7.1.15

Tarde de domingo

Recordou a noite em que a conheceu.

Lucas – ou era Leonardo? – havia chamado uma turma para a casa dele. Era uma festa. Os pais do cara haviam viajado. Todos eram jovens, todos maiores de idade. Aquela fase em que haviam só começado a abandonar a adolescência. E ela estava lá.

Pensando bem, ela havia mudado pouco. Não era a menina mais bonita da festa, tampouco a mais charmosa. Tinha aquela presença fantasma que aparece em todo canto e em nenhum. Sempre sozinha, naquela roupa casual de quem não ligou muito na hora de se arrumar. Quando finalmente falou com ela, já conhecia seu rosto. Derrubou Coca-cola em si mesma e ele fez a gentileza de ajudar dando-lhe alguns guardanapos. Quando ela sorriu em agradecimento, ganhou-o de vez. Que sorriso.

A partir daquele instante, tudo nela pareceu demais. O jeito como enrubesceu por causa da Coca-cola. Como parecia totalmente desajustada ao tentar se limpar sob os olhares gozadores das pessoas ao seu redor. A forma como tirou sarro de si mesma depois, quando estavam só ele e ela, num lugar isolado do quintal. O sutiã bege que ficou marcado na parte molhada de sua roupa.
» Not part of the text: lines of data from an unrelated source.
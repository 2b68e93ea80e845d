//! Construction of the per-task submission payload.
//!
//! The operator supplies one settings template for the whole run. Each
//! task's animation schedule is embedded into a copy of it, with backend
//! auto-scheduling switched off so the embedded schedule is authoritative.

use std::path::Path;

use serde_json::{json, Map, Value};

use framefarm_core::error::DispatchError;
use framefarm_core::naming;

use crate::messages::BatchRequest;

/// Settings key carrying the serialized animation schedule.
pub const SCHEDULE_KEY: &str = "parseq_manifest";

/// Settings key that makes the embedded schedule override backend defaults.
pub const SCHEDULE_OVERRIDES_KEY: &str = "parseq_non_schedule_overrides";

/// Settings key naming the batch (and therefore its output directory).
pub const BATCH_NAME_KEY: &str = "batch_name";

/// Render settings shared by every task of a run.
#[derive(Debug, Clone)]
pub struct SettingsTemplate {
    settings: Map<String, Value>,
}

impl SettingsTemplate {
    /// Wrap an already-parsed settings document. It must be a JSON object.
    pub fn from_value(value: Value) -> Result<Self, DispatchError> {
        match value {
            Value::Object(settings) => Ok(Self { settings }),
            other => Err(DispatchError::Configuration(format!(
                "settings template must be a JSON object, got {}",
                json_kind(&other)
            ))),
        }
    }

    /// Read and parse the settings template from disk.
    pub async fn load(path: &Path) -> Result<Self, DispatchError> {
        let raw = tokio::fs::read_to_string(path)
            .await
            .map_err(|source| DispatchError::Io {
                path: path.to_path_buf(),
                source,
            })?;
        let value: Value = serde_json::from_str(&raw).map_err(|e| {
            DispatchError::Configuration(format!(
                "settings template {} is not valid JSON: {e}",
                path.display()
            ))
        })?;
        Self::from_value(value)
    }

    /// Merge `schedule` into a copy of the template for task number `n`.
    pub fn render_for(&self, n: usize, schedule: &Value) -> Result<Value, DispatchError> {
        let manifest = serde_json::to_string(schedule).map_err(|e| {
            DispatchError::Configuration(format!("schedule for task {n} cannot be serialized: {e}"))
        })?;

        let mut settings = self.settings.clone();
        settings.insert(SCHEDULE_KEY.to_string(), Value::String(manifest));
        settings.insert(SCHEDULE_OVERRIDES_KEY.to_string(), Value::Bool(true));
        settings.insert(
            BATCH_NAME_KEY.to_string(),
            Value::String(naming::batch_name(n)),
        );
        Ok(Value::Object(settings))
    }

    /// Build the full batch submission for task number `n`.
    pub fn batch_request(&self, n: usize, schedule: &Value) -> Result<BatchRequest, DispatchError> {
        Ok(BatchRequest {
            job_configs: vec![self.render_for(n, schedule)?],
            option_overrides: default_option_overrides(),
        })
    }
}

/// Option overrides sent with every batch: keep the per-frame generation
/// info next to the rendered video.
pub fn default_option_overrides() -> Value {
    json!({
        "deforum_save_gen_info_as_srt": true,
        "deforum_save_gen_info_as_srt_params": {},
    })
}

fn json_kind(value: &Value) -> &'static str {
    match value {
        Value::Null => "null",
        Value::Bool(_) => "a boolean",
        Value::Number(_) => "a number",
        Value::String(_) => "a string",
        Value::Array(_) => "an array",
        Value::Object(_) => "an object",
    }
}
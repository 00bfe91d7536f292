/*!
Gradient noise and fractal Brownian motion.

Everything here is a pure function of its input position: there is no seed and
no state, so the same world position produces the same value in every frame
and in every one of the eight lattice-corner lookups of a single [`noise3`].
*/

use glam::{vec3, Vec3};

use crate::math::{mix, VecExt};

pub const OCTAVES: usize = 6;

/// Scale applied to world positions before sampling the height field.
pub const HEIGHT_SCALE: f32 = 0.5;

/// Pseudo-random gradient for an integer lattice point, each component in `[-1, 1]`.
pub fn hash(lattice: Vec3) -> Vec3 {
    let p = vec3(
        lattice.dot(vec3(127.1, 311.7, 74.7)),
        lattice.dot(vec3(269.5, 183.3, 246.1)),
        lattice.dot(vec3(113.5, 271.9, 124.6)),
    );
    Vec3::splat(-1.0) + 2.0 * (p.sin() * 43758.547).gl_fract()
}

/// `6t⁵ - 15t⁴ + 10t³`, which has zero first and second derivatives at the
/// cell boundaries.
fn quintic(f: Vec3) -> Vec3 {
    f * f * f * (f * (f * 6.0 - Vec3::splat(15.0)) + Vec3::splat(10.0))
}

fn corner(cell: Vec3, offset: Vec3, f: Vec3) -> f32 {
    hash(cell + offset).dot(f - offset)
}

/// Gradient noise on the unit lattice.
pub fn noise3(p: Vec3) -> f32 {
    let cell = p.floor();
    let f = p - cell;
    let u = quintic(f);

    mix(
        mix(
            mix(
                corner(cell, vec3(0.0, 0.0, 0.0), f),
                corner(cell, vec3(1.0, 0.0, 0.0), f),
                u.x,
            ),
            mix(
                corner(cell, vec3(0.0, 1.0, 0.0), f),
                corner(cell, vec3(1.0, 1.0, 0.0), f),
                u.x,
            ),
            u.y,
        ),
        mix(
            mix(
                corner(cell, vec3(0.0, 0.0, 1.0), f),
                corner(cell, vec3(1.0, 0.0, 1.0), f),
                u.x,
            ),
            mix(
                corner(cell, vec3(0.0, 1.0, 1.0), f),
                corner(cell, vec3(1.0, 1.0, 1.0), f),
                u.x,
            ),
            u.y,
        ),
        u.z,
    )
}

/// Six octaves of [`noise3`]: frequency doubles and amplitude halves per octave,
/// starting from amplitude 0.5 at frequency 1.
pub fn fbm(p: Vec3) -> f32 {
    let mut value = 0.0;
    let mut amplitude = 0.5;
    let mut frequency = 1.0;
    for _ in 0..OCTAVES {
        value += amplitude * noise3(p * frequency);
        amplitude *= 0.5;
        frequency *= 2.0;
    }
    value
}

/// Signed implicit terrain surface: positive above the ground, negative below.
pub fn terrain_field(p: Vec3) -> f32 {
    p.y - fbm(p * HEIGHT_SCALE)
}
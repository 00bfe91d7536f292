//! Colouring for escape-time results, and the quantized pixel format.

use bytemuck::{Pod, Zeroable};
use glam::{vec3, Vec3};

use crate::{
    complex::Escape,
    math::{mix, saturate, VecExt},
};

const HUE_OFFSET: f32 = 0.95;
const HUE_PER_ITERATION: f32 = 0.012;
/// Full hue turns per second.
const HUE_SPEED: f32 = 0.1;
const SATURATION: f32 = 0.9;
const VALUE: f32 = 1.0;

/// [`bytemuck`]-compatible colour output for a single pixel, as uploaded to
/// an `Rgba8Unorm` texture.
#[repr(C)]
#[derive(Pod, Zeroable, Clone, Copy, Debug, Default, PartialEq, Eq)]
pub struct Rgba8 {
    pub r: u8,
    pub g: u8,
    pub b: u8,
    pub a: u8,
}

impl Rgba8 {
    /// Quantize an opaque colour. Channels are clamped to `[0, 1]` first, and
    /// NaN becomes 0.
    pub fn from_colour(colour: Vec3) -> Self {
        fn channel(value: f32) -> u8 {
            (saturate(value) * 255.0).round() as u8
        }

        Self {
            r: channel(colour.x),
            g: channel(colour.y),
            b: channel(colour.z),
            a: u8::MAX,
        }
    }
}

/// Piecewise-linear HSV to RGB. `hue` wraps with period 1.
pub fn hsv_to_rgb(hue: f32, saturation: f32, value: f32) -> Vec3 {
    let k = (Vec3::splat(hue) + vec3(0.0, 2.0 / 3.0, 1.0 / 3.0)).gl_fract() * 6.0
        - Vec3::splat(3.0);
    let rgb = (k.abs() - Vec3::ONE).clamp(Vec3::ZERO, Vec3::ONE);
    value * mix(Vec3::ONE, rgb, saturation)
}

/// Continuous iteration count `n + 1 - log₂(ln |z|)` for an escaped point.
pub fn smooth_iteration_count(escape: &Escape) -> f32 {
    escape.iteration_count as f32 + 1.0 - escape.z.norm().ln().ln() / std::f32::consts::LN_2
}

/// Interior points are black; escaped points get a hue that rotates with `time`.
pub fn hue_colour(escape: &Escape, time: f32) -> Vec3 {
    if !escape.escaped() {
        return Vec3::ZERO;
    }

    let smoothed = smooth_iteration_count(escape);
    let hue = HUE_OFFSET + HUE_PER_ITERATION * smoothed + time * HUE_SPEED;
    hsv_to_rgb(hue, SATURATION, VALUE)
}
Os olhos que brilhavam enquanto falava do gatinho preto que havia acabado de adotar e batizara de Caos.

O coração dele pulava no peito como se tentasse abrir um caminho para fora da cavidade torácica e sentia uma euforia que lhe dava impulsos de sair gritando e pulando. Estava feliz e era por causa dela. Nas semanas seguintes, viu seu apego crescer até quase virar obsessão. Tinha que falar com ela pelo menos uma vez ao dia. Ver suas fotos, ler suas informações na internet. Chegou até a criar alguns poemas, apesar de não ser dado a qualquer atividade artística.

Ela lhe mostrou músicas, livros, filmes. Ele se esforçou para impressioná-la com suas melhores referências. Trocaram ideias, opiniões, piadas, segredos, momentos. Trocaram toques, abraços e beijos. Juntaram amigos. Tiraram fotos. Assumiram-se. Brigaram. Quando um dia ela lhe contou que estava totalmente disposta a ajuda-lo a pagar pelo Corsa usado pelo qual havia se apaixonado, ele teve certeza: era amor.

Enquanto ele recordava, as lembranças nítidas dançando dentro de sua cabeça, ela dormia silenciosamente ao seu lado. Tarde de domingo, clima preguiçoso. Ele a observava. Tinha mudado pouco desde aquela noite, anos atrás. Porém, mudara tanto! Era o mesmo rosto sob uma luz diferente. Uma luz que lhe dava ângulos grosseiros e um semblante desagradável. Seu sorriso ultimamente parecia forçado e os olhos, mortos. Nada que dizia ou fazia era capaz de acender qualquer fagulha dentro dele.

Desde quando? Não sabia precisar. O que sabia era que na semana passada ainda a tinha como a mulher perfeita com quem pretendia se casar. Ainda ansiava por ligar e conversar com ela. Contar-lhe tudo. Andava com um sorriso no rosto por estarem de mãos dadas. Dava-lhe presentinhos com mensagens de amor. Agora não conseguia sequer suportar o seu cheiro.

Foi Caos, gordo e folgado, que pulou em cima dela e a despertou.

- Oi, bonito – sorriu ela, sonolenta. – Está tudo bem?
- Tudo – respondeu ele. – Tudo ótimo.